• Directions
Lines where the string "QueuedJob" appears are to be copied from the entries below.

Stored data entries:

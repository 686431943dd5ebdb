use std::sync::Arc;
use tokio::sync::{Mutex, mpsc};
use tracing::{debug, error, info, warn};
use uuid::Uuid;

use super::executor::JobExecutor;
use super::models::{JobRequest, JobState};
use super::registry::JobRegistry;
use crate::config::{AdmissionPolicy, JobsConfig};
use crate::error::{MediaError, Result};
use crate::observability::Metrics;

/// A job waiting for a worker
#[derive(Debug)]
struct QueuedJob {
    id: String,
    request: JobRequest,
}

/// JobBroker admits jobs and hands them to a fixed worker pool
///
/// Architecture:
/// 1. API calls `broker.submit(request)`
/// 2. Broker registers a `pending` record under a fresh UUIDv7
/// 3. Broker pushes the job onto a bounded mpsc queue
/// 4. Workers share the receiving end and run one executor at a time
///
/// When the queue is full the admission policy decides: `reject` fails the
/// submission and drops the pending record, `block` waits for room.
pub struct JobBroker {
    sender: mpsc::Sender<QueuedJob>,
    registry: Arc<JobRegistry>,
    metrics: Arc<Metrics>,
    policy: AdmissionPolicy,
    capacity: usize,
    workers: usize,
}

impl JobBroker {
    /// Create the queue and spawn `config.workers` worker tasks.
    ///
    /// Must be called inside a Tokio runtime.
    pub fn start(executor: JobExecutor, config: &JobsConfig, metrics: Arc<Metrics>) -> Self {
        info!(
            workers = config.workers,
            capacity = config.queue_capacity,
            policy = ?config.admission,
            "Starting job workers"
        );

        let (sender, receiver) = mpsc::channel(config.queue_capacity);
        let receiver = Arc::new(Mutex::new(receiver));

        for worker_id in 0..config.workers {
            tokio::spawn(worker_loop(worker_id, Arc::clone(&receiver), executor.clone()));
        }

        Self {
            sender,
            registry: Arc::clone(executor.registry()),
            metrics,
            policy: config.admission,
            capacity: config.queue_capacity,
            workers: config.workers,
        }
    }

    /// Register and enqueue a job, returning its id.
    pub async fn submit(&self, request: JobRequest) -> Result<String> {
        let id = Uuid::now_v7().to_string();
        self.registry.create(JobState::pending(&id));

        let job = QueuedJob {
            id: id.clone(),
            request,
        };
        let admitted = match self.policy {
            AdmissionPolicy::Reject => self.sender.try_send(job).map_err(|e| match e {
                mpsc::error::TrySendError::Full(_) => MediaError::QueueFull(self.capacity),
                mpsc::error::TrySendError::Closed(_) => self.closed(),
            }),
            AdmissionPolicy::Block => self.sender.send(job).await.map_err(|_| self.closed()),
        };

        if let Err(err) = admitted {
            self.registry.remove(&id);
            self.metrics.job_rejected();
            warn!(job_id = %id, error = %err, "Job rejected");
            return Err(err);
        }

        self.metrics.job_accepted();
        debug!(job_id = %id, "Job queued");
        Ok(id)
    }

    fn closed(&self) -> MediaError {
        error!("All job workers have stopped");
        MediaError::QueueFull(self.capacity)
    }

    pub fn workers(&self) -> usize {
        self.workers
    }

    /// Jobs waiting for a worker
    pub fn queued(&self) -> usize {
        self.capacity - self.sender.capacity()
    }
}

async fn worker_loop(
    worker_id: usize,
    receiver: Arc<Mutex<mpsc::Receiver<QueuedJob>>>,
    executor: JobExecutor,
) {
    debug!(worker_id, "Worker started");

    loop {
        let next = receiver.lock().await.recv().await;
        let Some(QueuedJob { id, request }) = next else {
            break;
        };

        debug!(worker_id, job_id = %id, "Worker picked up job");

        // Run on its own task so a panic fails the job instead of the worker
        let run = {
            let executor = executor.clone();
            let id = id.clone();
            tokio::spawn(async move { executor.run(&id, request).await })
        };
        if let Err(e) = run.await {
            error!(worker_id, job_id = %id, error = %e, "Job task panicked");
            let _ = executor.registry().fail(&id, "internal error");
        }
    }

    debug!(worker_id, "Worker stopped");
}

• Response
struct QueuedJob {
    sender: mpsc::Sender<QueuedJob>,
        let job = QueuedJob {
    receiver: Arc<Mutex<mpsc::Receiver<QueuedJob>>>,
        let Some(QueuedJob { id, request }) = next else {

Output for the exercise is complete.